Chicory is also known as Blue Sailor, Ragged Sailor, Coffeeweed, Cornflower, Succory, Wild Succory, Garden Endive, Wild Chicory, and Blue Dandelion.
Chicory is a perennial plant that has a basal rosette with long, toothed leaves similar to a dandelion (thus the name “blue dandelion”). When it flowers, it shoots up a long stem with multiple blossoms that open one at a time and last only one day. (See “Wildflowers of Wisconsin” for more detailed identification information.) Around here, they grow in large clumps and are very common along country roads, combining with birdsfoot trefoil to paint the countryside with bold swaths of blue and yellow. According to WeedAlert.com, Chicory is found throughout the United States, except in Florida.
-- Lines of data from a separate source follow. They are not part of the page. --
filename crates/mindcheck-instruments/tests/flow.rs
mod common;

use mindcheck_core::models::answer::UNANSWERED_VALUE;
use mindcheck_instruments::error::InstrumentError;
use mindcheck_instruments::flow::{FlowState, Progress, QuestionFlow};
use mindcheck_storage::results::ResultStore;
use mindcheck_storage::session::MemorySessionStore;

use common::fixture_catalog;

fn start(test_id: &str) -> (QuestionFlow<MemorySessionStore>, ResultStore<MemorySessionStore>) {
    let session = MemorySessionStore::new();
    let flow = QuestionFlow::start(
        &fixture_catalog(),
        test_id,
        ResultStore::new(session.clone()),
    )
    .unwrap();
    (flow, ResultStore::new(session))
}

#[test]
fn unknown_test_is_not_found() {
    let result = QuestionFlow::start(
        &fixture_catalog(),
        "no-such-test",
        ResultStore::new(MemorySessionStore::new()),
    );
    assert!(matches!(result, Err(InstrumentError::UnknownTest(id)) if id == "no-such-test"));
}

#[test]
fn run_starts_on_first_question_with_everything_unanswered() {
    let (flow, _) = start("depression-phq9");
    assert_eq!(flow.state(), FlowState::Answering { index: 0 });
    assert_eq!(flow.current_question().unwrap().id, "q1");
    assert_eq!(flow.answers().len(), 9);
    assert!(flow.answers().iter().all(|a| a.value == UNANSWERED_VALUE));
    assert_eq!(flow.progress(), Progress { answered: 0, total: 9 });
    assert!(flow.result().is_none());
}

#[test]
fn answering_every_question_completes_and_stores_one_result() {
    let (mut flow, results) = start("depression-phq9");

    for index in 0..8 {
        let state = flow.answer(index, 1).unwrap();
        assert_eq!(state, FlowState::Answering { index: index + 1 });
        assert!(results.read_all().unwrap().is_empty());
    }
    assert_eq!(flow.answer(8, 1).unwrap(), FlowState::Completed);

    let result = flow.result().unwrap();
    assert_eq!(result.score, 9);
    assert_eq!(result.severity.as_deref(), Some("mild"));
    assert_eq!(result.run_id, flow.run_id());
    assert!(result.answers.iter().all(|a| a.answer == "Several days"));

    let stored = results.read_all().unwrap();
    assert_eq!(stored.len(), 1);
    assert_eq!(&stored[0], result);
    assert!(flow.current_question().is_none());
}

#[test]
fn completed_run_rejects_further_answers() {
    let (mut flow, results) = start("overlap-test");
    flow.answer(0, 0).unwrap();
    flow.answer(1, 0).unwrap();

    assert!(matches!(
        flow.answer(1, 1),
        Err(InstrumentError::RunCompleted(id)) if id == flow.run_id()
    ));
    assert_eq!(results.read_all().unwrap().len(), 1);
}

#[test]
fn answer_must_target_the_current_question() {
    let (mut flow, _) = start("depression-phq9");
    assert!(matches!(
        flow.answer(3, 0),
        Err(InstrumentError::OutOfSequence { index: 3, current: 0 })
    ));
    assert_eq!(flow.state(), FlowState::Answering { index: 0 });
}

#[test]
fn option_must_exist() {
    let (mut flow, _) = start("depression-phq9");
    assert!(matches!(
        flow.answer(0, 4),
        Err(InstrumentError::InvalidOption { option: 4, .. })
    ));
    assert_eq!(flow.answers()[0].value, UNANSWERED_VALUE);
}

#[test]
fn skipped_question_contributes_the_sentinel() {
    let (mut flow, _) = start("depression-phq9");
    for index in 0..5 {
        flow.answer(index, 1).unwrap();
    }
    assert_eq!(flow.skip(5), FlowState::Answering { index: 6 });
    for index in 6..9 {
        flow.answer(index, 1).unwrap();
    }

    let result = flow.result().unwrap();
    // Eight answers of one point plus the sentinel.
    assert_eq!(result.score, 7);
    assert_eq!(result.answers[5].value, UNANSWERED_VALUE);
    assert!(result.answers[5].answer.is_empty());
}

#[test]
fn skipped_item_scores_one_less_than_answering_zero() {
    let (mut skipped, _) = start("depression-phq9");
    let (mut zeroed, _) = start("depression-phq9");

    skipped.skip(0);
    zeroed.answer(0, 0).unwrap();
    for index in 1..9 {
        skipped.answer(index, 2).unwrap();
        zeroed.answer(index, 2).unwrap();
    }

    let skipped_total = skipped.result().unwrap().score;
    let zeroed_total = zeroed.result().unwrap().score;
    assert_eq!(zeroed_total - skipped_total, 1);
}

#[test]
fn skip_is_a_no_op_on_the_last_question() {
    let (mut flow, results) = start("overlap-test");
    flow.answer(0, 1).unwrap();
    assert_eq!(flow.skip(1), FlowState::Answering { index: 1 });
    assert!(results.read_all().unwrap().is_empty());
}

#[test]
fn skip_and_back_ignore_a_stale_index() {
    let (mut flow, _) = start("depression-phq9");
    flow.answer(0, 0).unwrap();
    assert_eq!(flow.skip(0), FlowState::Answering { index: 1 });
    assert_eq!(flow.back(4), FlowState::Answering { index: 1 });
}

#[test]
fn back_is_a_no_op_on_the_first_question() {
    let (mut flow, _) = start("depression-phq9");
    assert_eq!(flow.back(0), FlowState::Answering { index: 0 });
}

#[test]
fn back_keeps_the_recorded_answer() {
    let (mut flow, _) = start("depression-phq9");
    flow.answer(0, 3).unwrap();
    assert_eq!(flow.back(1), FlowState::Answering { index: 0 });
    assert_eq!(flow.answers()[0].value, 3);
    assert_eq!(flow.answers()[0].answer, "Nearly every day");
    assert_eq!(flow.progress(), Progress { answered: 1, total: 9 });

    // Answering again overwrites the earlier choice.
    flow.answer(0, 2).unwrap();
    assert_eq!(flow.answers()[0].value, 2);
}

#[test]
fn back_then_skip_leaves_the_earlier_answer_in_place() {
    let (mut flow, _) = start("depression-phq9");
    flow.answer(0, 2).unwrap();
    flow.back(1);
    flow.skip(0);
    assert_eq!(flow.answers()[0].value, 2);
}

#[test]
fn total_below_every_range_records_no_severity() {
    let (mut flow, results) = start("depression-phq9");
    for index in 0..8 {
        flow.skip(index);
    }
    flow.answer(8, 0).unwrap();

    let stored = results.read_all().unwrap();
    assert_eq!(stored[0].score, -8);
    assert_eq!(stored[0].severity, None);
    assert_eq!(stored[0].description, None);
}

#[test]
fn separate_runs_append_separate_results() {
    let session = MemorySessionStore::new();
    let catalog = fixture_catalog();
    for _ in 0..2 {
        let mut flow =
            QuestionFlow::start(&catalog, "overlap-test", ResultStore::new(session.clone()))
                .unwrap();
        flow.answer(0, 1).unwrap();
        flow.answer(1, 1).unwrap();
    }

    let stored = ResultStore::new(session).read_all().unwrap();
    assert_eq!(stored.len(), 2);
    assert_ne!(stored[0].run_id, stored[1].run_id);
    assert_eq!(stored[0].severity.as_deref(), Some("high"));
}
The flowers don’t smell like much. My great niece and I went out to smell them this morning, and she said, “It smells like barnyard”. Yes, perhaps a bit, but the odor is faint. You probably don’t want to let these go to seed in large numbers in areas where you frequent. They produce hooked seeds that latch onto clothing, somewhat like burdock burrs, but these seeds are oblong, flat and about 1/4 inch long. I once let a large patch of them go to seed on our rock wall at our old place (the flowers were so beautiful!), and what a mess that was.
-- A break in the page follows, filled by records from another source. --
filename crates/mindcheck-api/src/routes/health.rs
use axum::Json;
use serde_json::{Value, json};

pub async fn health_check() -> Json<Value> {
    Json(json!({ "status": "ok" }))
}
use async_trait::async_trait;
use aws_sdk_bedrockruntime::Client;
use aws_sdk_bedrockruntime::types::{
    ContentBlock, ConversationRole, InferenceConfiguration, Message, SystemContentBlock,
};
use tracing::info;

use crate::error::BedrockError;
use crate::generator::{GenerationRequest, TextGenerator};

/// Text generation through the Bedrock Converse API.
#[derive(Debug, Clone)]
pub struct BedrockGenerator {
    client: Client,
    model_id: String,
}

impl BedrockGenerator {
    pub fn new(config: &aws_config::SdkConfig, model_id: impl Into<String>) -> Self {
        Self {
            client: Client::new(config),
            model_id: model_id.into(),
        }
    }

    pub fn model_id(&self) -> &str {
        &self.model_id
    }
}

#[async_trait]
impl TextGenerator for BedrockGenerator {
    async fn generate(&self, request: GenerationRequest<'_>) -> Result<String, BedrockError> {
        invoke_converse(&self.client, &self.model_id, request).await
    }
}

/// Send one user message and return the concatenated text of the reply.
async fn invoke_converse(
    client: &Client,
    model_id: &str,
    request: GenerationRequest<'_>,
) -> Result<String, BedrockError> {
    let message = Message::builder()
        .role(ConversationRole::User)
        .content(ContentBlock::Text(request.prompt.to_string()))
        .build()
        .map_err(|e| BedrockError::Invocation(e.to_string()))?;

    let mut converse = client.converse().model_id(model_id).messages(message);

    if let Some(system_prompt) = request.system_prompt {
        converse = converse.system(SystemContentBlock::Text(system_prompt.to_string()));
    }
    if request.max_tokens.is_some() || request.temperature.is_some() {
        converse = converse.inference_config(
            InferenceConfiguration::builder()
                .set_max_tokens(request.max_tokens)
                .set_temperature(request.temperature)
                .build(),
        );
    }

    let response = converse
        .send()
        .await
        .map_err(|e| BedrockError::Invocation(e.into_service_error().to_string()))?;

    let output_message = response
        .output()
        .and_then(|o| o.as_message().ok())
        .ok_or_else(|| BedrockError::ResponseParse("no message in response".to_string()))?;

    let response_text = output_message
        .content()
        .iter()
        .filter_map(|block| {
            if let ContentBlock::Text(text) = block {
                Some(text.as_str())
            } else {
                None
            }
        })
        .collect::<Vec<_>>()
        .join("");

    if let Some(usage) = response.usage() {
        info!(
            model = model_id,
            input_tokens = usage.input_tokens,
            output_tokens = usage.output_tokens,
            "converse complete"
        );
    }

    Ok(response_text)
}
The plant is non-native to North America. It was brought over by European settlers to be used as a coffee substitute. The roots are dried, roasted and ground, and then brewed like coffee. I good family friend who recently passed away, Mike Jacisin, used to be a regular chicory “coffee” consumer. Mike was one of my early wildcrafting inspirations. Chicory leaves are also edible and rich in nutrients, like dandelion leaves, but very bitter. Not surprisingly, chicory does provide a nectar source for bees, but it produces a yellow, bitter honey. Chicory can also be used as a forage crop, and is very high in vitamins and minerals.
How to Make Chicory Coffee
Hoodoo Hill provides directions for making chicory coffee. (I haven’t yet tried this, maybe this fall.)
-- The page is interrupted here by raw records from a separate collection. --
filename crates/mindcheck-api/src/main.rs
use std::sync::Arc;

use tracing_subscriber::EnvFilter;

use mindcheck_api::config::Config;
use mindcheck_api::state::AppState;
use mindcheck_bedrock::converse::BedrockGenerator;
use mindcheck_bedrock::generator::TextGenerator;
use mindcheck_instruments::catalog::Catalog;

#[tokio::main]
async fn main() -> eyre::Result<()> {
    // Structured JSON logging for CloudWatch
    tracing_subscriber::fmt()
        .with_env_filter(EnvFilter::from_default_env())
        .json()
        .init();

    let config = Config::from_env()?;

    let catalog = match &config.catalog_path {
        Some(path) => Catalog::from_json(&std::fs::read_to_string(path)?)?,
        None => Catalog::builtin()?,
    };

    let generator: Option<Arc<dyn TextGenerator>> = if config.ai_enabled {
        let aws_config = aws_config::defaults(aws_config::BehaviorVersion::latest())
            .region(aws_config::Region::new(config.region.clone()))
            .load()
            .await;
        let generator = BedrockGenerator::new(&aws_config, &config.model_id);
        tracing::info!(
            model_id = %generator.model_id(),
            region = %config.region,
            "text generation enabled"
        );
        Some(Arc::new(generator))
    } else {
        tracing::info!("text generation disabled, suggestions use keyword scoring");
        None
    };

    let state = AppState::new(catalog, generator, config.suggest_timeout)
        .with_session_ttl(config.session_ttl);

    lambda_http::run(mindcheck_api::app(state))
        .await
        .map_err(|e| eyre::eyre!(e))
}
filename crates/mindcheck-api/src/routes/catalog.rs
use axum::extract::{Path, State};
use axum::Json;
use serde::Serialize;

use mindcheck_instruments::catalog::Test;

use crate::error::ApiError;
use crate::state::AppState;

#[derive(Serialize)]
pub struct TestSummary {
    id: String,
    name: String,
    description: String,
    category: String,
    question_count: usize,
}

pub async fn list_tests(State(state): State<AppState>) -> Json<Vec<TestSummary>> {
    let tests = state
        .catalog
        .tests()
        .iter()
        .map(|t| TestSummary {
            id: t.id.clone(),
            name: t.name.clone(),
            description: t.description.clone(),
            category: t.category().to_string(),
            question_count: t.questions.len(),
        })
        .collect();
    Json(tests)
}

pub async fn get_test(
    State(state): State<AppState>,
    Path(id): Path<String>,
) -> Result<Json<Test>, ApiError> {
    let test = state
        .catalog
        .find_test(&id)
        .ok_or_else(|| ApiError::NotFound(format!("test not found: {id}")))?;
    Ok(Json(test.as_ref().clone()))
}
Harvest roots (preferably in fall when they are at their largest).
Rinse off excess dirt and scrub thoroughly
Chop into roughly 1/2 – 1 inch pieces
Toast in the oven at 350ºF 1 hour, or until dark brown, brittle and aromatic, stirring occasionally.
Grind in a spice grinder or blender and use like regular coffee, approximately 1½ tsp per cup of water.
Medicinal Uses of Chicory
Gardens Ablaze gives the following directions for medicinal use of chicory. Please visit their site for instructions on how to make chicory tea and herbal capsules.
Chicory teas taken internally are believed to be effective in treating jaundice and liver problems. Additionally, as with many other herbs, a tea made from roots or leaves appears to be useful for those with digestive problems.
Save a little tea and try dipping a cotton ball into it for a refreshing and soothing eye wash. You can also add a spoonful or two of honey to thicken and use as syrup for a mild laxative for kids. For long-term use, try drying and pulverizing Chicory leaves into a powder for use in capsule form. Please see How to Make Herbal Capsules for more information.
For external use, bruise fresh Chicory leaves and apply to areas affected by gout, skin eruptions, swellings, skin inflammations, and rheumatism.